On May 4, 2025, we experienced a production data loss incident involving the nexus dataset on shredderv1, a Linux RAID5 server. Despite no hardware failure, critical files were lost due to an unintended command affecting live data.

This incident serves as a clear, real-world illustration of the maxim:

RAID protects against hardware failure — not human error, data corruption, or bad automation.


🔍 What Happened

  • shredderv1 uses RAID5 for media storage.
  • The dataset nexus/miniodata (housing genesisassets, genesislibrary, etc.) was accidentally destroyed.
  • No disks failed.
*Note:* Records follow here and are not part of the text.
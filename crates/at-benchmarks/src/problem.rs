//! Hyperparameter problems built on [`KnownFunction`]s.

use at_optimizer::{Evaluator, Problem};
use at_types::{validation_error, Arm, AtResult, Domain, EvaluationError, OptimizationGoals, FVAL};
use rand::rngs::StdRng;
use rand::{Rng, SeedableRng};
use serde::{Deserialize, Serialize};
use tracing::debug;

use crate::functions::KnownFunction;
use crate::simulation::{SimulationConfig, TrainingSimulator};

pub const NORMALIZED_FVAL: &str = "normalized_fval";

/// How an evaluator turns resources into a function value.
#[derive(Debug, Clone, Copy, PartialEq, Serialize, Deserialize)]
#[serde(tag = "mode", rename_all = "snake_case")]
pub enum EvaluationMode {
    /// `fval = f(x, y)` whatever the resources.
    Exact,
    /// `fval` follows a simulated training curve indexed by resources.
    Simulated(SimulationConfig),
}

pub struct OptFunctionProblem {
    function: KnownFunction,
    mode: EvaluationMode,
    domain: Domain,
    hyperparams_to_opt: Vec<String>,
}

impl OptFunctionProblem {
    /// Problem optimizing every hyperparameter of `function`'s domain.
    pub fn new(function: KnownFunction, mode: EvaluationMode) -> AtResult<Self> {
        let domain = function.domain()?;
        let hyperparams_to_opt = domain.resolve_hyperparams_to_opt::<&str>(&[])?;
        Ok(Self {
            function,
            mode,
            domain,
            hyperparams_to_opt,
        })
    }

    /// Restrict optimization to `names`; the others are held at their
    /// defaults, which must be set with [`Self::with_default`].
    pub fn with_hyperparams_to_opt<S: AsRef<str>>(mut self, names: &[S]) -> AtResult<Self> {
        self.hyperparams_to_opt = self.domain.resolve_hyperparams_to_opt(names)?;
        Ok(self)
    }

    /// Set the default of a domain parameter.
    pub fn with_default(mut self, name: &str, value: f64) -> AtResult<Self> {
        self.domain.get(name)?;
        let params = self
            .domain
            .iter()
            .map(|p| {
                if p.name == name {
                    p.clone().with_default(value)
                } else {
                    p.clone()
                }
            })
            .collect();
        self.domain = Domain::new(params)?;
        Ok(self)
    }

    pub fn function(&self) -> KnownFunction {
        self.function
    }

    pub fn mode(&self) -> EvaluationMode {
        self.mode
    }

    /// Supplied arms must assign every domain parameter a value inside its
    /// bounds.
    fn check_arm(&self, arm: &Arm) -> AtResult<()> {
        for param in &self.domain {
            let value = arm.get(&param.name)?;
            if !param.contains(value) {
                let (min, max) = param.value_bounds();
                return Err(validation_error!(
                    "{} = {} is outside [{}, {}]",
                    param.name,
                    value,
                    min,
                    max
                ));
            }
        }
        Ok(())
    }
}

impl Problem for OptFunctionProblem {
    fn name(&self) -> &str {
        self.function.name()
    }

    fn domain(&self) -> &Domain {
        &self.domain
    }

    fn hyperparams_to_opt(&self) -> &[String] {
        &self.hyperparams_to_opt
    }

    fn get_evaluator(&self, arm: Option<Arm>, rng: &mut StdRng) -> AtResult<Box<dyn Evaluator>> {
        let arm = match arm {
            Some(arm) => {
                self.check_arm(&arm)?;
                arm
            }
            None => self.draw_arm(rng)?,
        };
        let start = self.function.evaluate(arm.get("x")?, arm.get("y")?);
        let simulator = match self.mode {
            EvaluationMode::Exact => None,
            EvaluationMode::Simulated(config) => Some(TrainingSimulator::new(
                start,
                config,
                StdRng::seed_from_u64(rng.random()),
            )),
        };
        debug!("New {} evaluator starting at {:.4}", self.function, start);
        Ok(Box::new(OptFunctionEvaluator {
            arm,
            function: self.function,
            start,
            simulator,
            resources: 0.0,
        }))
    }
}

/// Evaluator of one arm of a [`KnownFunction`].
pub struct OptFunctionEvaluator {
    arm: Arm,
    function: KnownFunction,
    start: f64,
    simulator: Option<TrainingSimulator>,
    resources: f64,
}

impl OptFunctionEvaluator {
    /// Resources consumed so far.
    pub fn resources(&self) -> f64 {
        self.resources
    }
}

impl Evaluator for OptFunctionEvaluator {
    fn arm(&self) -> &Arm {
        &self.arm
    }

    fn evaluate(&mut self, n_resources: f64) -> Result<OptimizationGoals, EvaluationError> {
        if !n_resources.is_finite() || n_resources < 0.0 {
            return Err(EvaluationError::Failed {
                message: format!("invalid resource level {n_resources}"),
            });
        }
        if n_resources < self.resources {
            return Err(EvaluationError::NonMonotonicResources {
                previous: self.resources,
                requested: n_resources,
            });
        }

        let fval = match &mut self.simulator {
            None => self.start,
            Some(simulator) => {
                let horizon = simulator.config().horizon;
                if n_resources > horizon as f64 {
                    return Err(EvaluationError::ResourceExhausted {
                        requested: n_resources,
                        available: horizon as f64,
                    });
                }
                simulator.advance_to(n_resources.round() as usize)?
            }
        };
        self.resources = n_resources;

        Ok(OptimizationGoals::new()
            .with(FVAL, fval)
            .with(NORMALIZED_FVAL, fval - self.function.optimum()))
    }
}

#[cfg(test)]
mod tests {
    use super::*;
    use at_types::{AtError, ParamError};

    fn rng() -> StdRng {
        StdRng::seed_from_u64(11)
    }

    #[test]
    fn exact_evaluator_ignores_resources() {
        let problem = OptFunctionProblem::new(KnownFunction::Rosenbrock, EvaluationMode::Exact).unwrap();
        let arm = Arm::from_pairs([("x", 1.0), ("y", 1.0)]);
        let mut evaluator = problem.get_evaluator(Some(arm), &mut rng()).unwrap();

        let first = evaluator.evaluate(1.0).unwrap();
        let later = evaluator.evaluate(27.0).unwrap();
        assert_eq!(first.get(FVAL).unwrap(), 0.0);
        assert_eq!(first, later);
        assert_eq!(later.get(NORMALIZED_FVAL).unwrap(), 0.0);
    }

    #[test]
    fn simulated_evaluator_reaches_target_at_horizon() {
        let config = SimulationConfig::default().with_horizon(27);
        let problem =
            OptFunctionProblem::new(KnownFunction::Branin, EvaluationMode::Simulated(config)).unwrap();
        let mut evaluator = problem.get_evaluator(None, &mut rng()).unwrap();
        let start = {
            let arm = evaluator.arm();
            KnownFunction::Branin.evaluate(arm.get("x").unwrap(), arm.get("y").unwrap())
        };

        evaluator.evaluate(1.0).unwrap();
        evaluator.evaluate(9.0).unwrap();
        let end = evaluator.evaluate(27.0).unwrap().get(FVAL).unwrap();
        assert!((end - (start - 200.0)).abs() < 1e-9);

        let err = evaluator.evaluate(28.0).unwrap_err();
        assert!(matches!(err, EvaluationError::ResourceExhausted { .. }));
    }

    #[test]
    fn resources_may_not_go_back() {
        let problem = OptFunctionProblem::new(KnownFunction::Branin, EvaluationMode::Exact).unwrap();
        let mut evaluator = problem.get_evaluator(None, &mut rng()).unwrap();
        evaluator.evaluate(9.0).unwrap();
        assert!(evaluator.evaluate(9.0).is_ok());
        assert!(matches!(
            evaluator.evaluate(3.0),
            Err(EvaluationError::NonMonotonicResources { .. })
        ));
    }

    #[test]
    fn fixed_hyperparameters_need_defaults() {
        let problem = OptFunctionProblem::new(KnownFunction::SixHumpCamel, EvaluationMode::Exact)
            .unwrap()
            .with_hyperparams_to_opt(&["x"])
            .unwrap();
        assert!(matches!(
            problem.get_evaluator(None, &mut rng()),
            Err(AtError::Param(ParamError::MissingDefault { .. }))
        ));

        let problem = problem.with_default("y", 0.5).unwrap();
        let evaluator = problem.get_evaluator(None, &mut rng()).unwrap();
        assert_eq!(evaluator.arm().get("y").unwrap(), 0.5);
    }

    #[test]
    fn supplied_arms_are_checked_against_the_domain() {
        let problem = OptFunctionProblem::new(KnownFunction::Branin, EvaluationMode::Exact).unwrap();
        let outside = Arm::from_pairs([("x", 11.0), ("y", 1.0)]);
        assert!(matches!(
            problem.get_evaluator(Some(outside), &mut rng()),
            Err(AtError::Validation(_))
        ));
        let partial = Arm::from_pairs([("x", 1.0)]);
        assert!(matches!(
            problem.get_evaluator(Some(partial), &mut rng()),
            Err(AtError::Param(ParamError::NotFound { .. }))
        ));
    }

    #[test]
    fn unknown_names_are_rejected() {
        let problem = OptFunctionProblem::new(KnownFunction::Branin, EvaluationMode::Exact).unwrap();
        assert!(problem.with_default("z", 1.0).is_err());
        let problem = OptFunctionProblem::new(KnownFunction::Branin, EvaluationMode::Exact).unwrap();
        assert!(matches!(
            problem.with_hyperparams_to_opt(&["z"]),
            Err(AtError::Param(ParamError::NotFound { .. }))
        ));
    }
}
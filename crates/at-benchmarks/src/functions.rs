//! Two-dimensional test functions with known global minima.

use at_types::{config_error, AtResult, Domain, Param};
use serde::{Deserialize, Serialize};
use std::f64::consts::PI;
use std::fmt;

/// Benchmark function over the hyperparameters `x` and `y`.
#[derive(Debug, Clone, Copy, PartialEq, Eq, Serialize, Deserialize)]
#[serde(rename_all = "snake_case")]
pub enum KnownFunction {
    /// Three global minima of 0.397887, e.g. at (π, 2.275).
    Branin,
    /// Two global minima of -1.0316 at (±0.0898, ∓0.7126).
    SixHumpCamel,
    /// Narrow curved valley, minimum 0 at (1, 1).
    Rosenbrock,
}

impl KnownFunction {
    pub const ALL: [KnownFunction; 3] = [Self::Branin, Self::SixHumpCamel, Self::Rosenbrock];

    pub fn from_name(name: &str) -> AtResult<Self> {
        match name.trim().to_ascii_lowercase().as_str() {
            "branin" => Ok(Self::Branin),
            "camel" | "six_hump_camel" | "sixhumpcamel" => Ok(Self::SixHumpCamel),
            "rosenbrock" => Ok(Self::Rosenbrock),
            other => Err(config_error!(
                "unknown function '{}', expected one of branin, six_hump_camel, rosenbrock",
                other
            )),
        }
    }

    pub fn name(&self) -> &'static str {
        match self {
            Self::Branin => "branin",
            Self::SixHumpCamel => "six_hump_camel",
            Self::Rosenbrock => "rosenbrock",
        }
    }

    /// `(x bounds, y bounds)` of the search box.
    pub fn bounds(&self) -> ((f64, f64), (f64, f64)) {
        match self {
            Self::Branin => ((-5.0, 10.0), (0.0, 15.0)),
            Self::SixHumpCamel => ((-3.0, 3.0), (-2.0, 2.0)),
            Self::Rosenbrock => ((-2.0, 2.0), (-2.0, 2.0)),
        }
    }

    pub fn domain(&self) -> AtResult<Domain> {
        let ((x_min, x_max), (y_min, y_max)) = self.bounds();
        Ok(Domain::new(vec![
            Param::uniform("x", x_min, x_max),
            Param::uniform("y", y_min, y_max),
        ])?)
    }

    /// Global minimum value.
    pub fn optimum(&self) -> f64 {
        match self {
            Self::Branin => 0.397887,
            Self::SixHumpCamel => -1.0316,
            Self::Rosenbrock => 0.0,
        }
    }

    pub fn evaluate(&self, x: f64, y: f64) -> f64 {
        match self {
            Self::Branin => {
                let b = 5.1 / (4.0 * PI * PI);
                let c = 5.0 / PI;
                let t = 1.0 / (8.0 * PI);
                (y - b * x * x + c * x - 6.0).powi(2) + 10.0 * (1.0 - t) * x.cos() + 10.0
            }
            Self::SixHumpCamel => {
                let x2 = x * x;
                (4.0 - 2.1 * x2 + x2 * x2 / 3.0) * x2 + x * y + (-4.0 + 4.0 * y * y) * y * y
            }
            Self::Rosenbrock => 100.0 * (y - x * x).powi(2) + (1.0 - x).powi(2),
        }
    }
}

impl fmt::Display for KnownFunction {
    fn fmt(&self, f: &mut fmt::Formatter<'_>) -> fmt::Result {
        f.write_str(self.name())
    }
}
The failure was logical, not physical.

🔥 Impact

  • StationPlaylist (SPL) lost access to the Genesis media library.
  • MinIO bucket data was instantly inaccessible.
  • Temporary outage and scrambling to reconfigure mounts, media, and streaming.

Recovery

Thanks to our disaster recovery stack:

  • Nightly rsync backups were synced to The Vault (backup server).
  • ZFS snapshots existed on The Vault for the affected datasets.
  • We restored the latest snapshot from The Vault back to Shredder, effectively reversing the loss.
  • No data corruption occurred; sync validation showed dataset integrity.

🎓 Takeaway

This is a live demonstration of why:

  • RAID is not a backup
  • Snapshots without off-host replication are not enough
  • Real backups must be off-server and regularly tested

🔐 Current Protection Measures

  • Production data (genesisassets, genesislibrary) now replicated nightly to The Vault via rsync.
  • ZFS snapshots are validated daily via a dry-run restore validator.
  • Telegram alerts notify success/failure of backup verification jobs.
  • Future goal: full ZFS storage on all production servers for native snapshot support.

🧠 Lessons Learned

  • Always assume you'll delete the wrong thing eventually.
  • Snapshots are amazing — if they're somewhere else.
  • Automated restore testing should be part of every backup pipeline.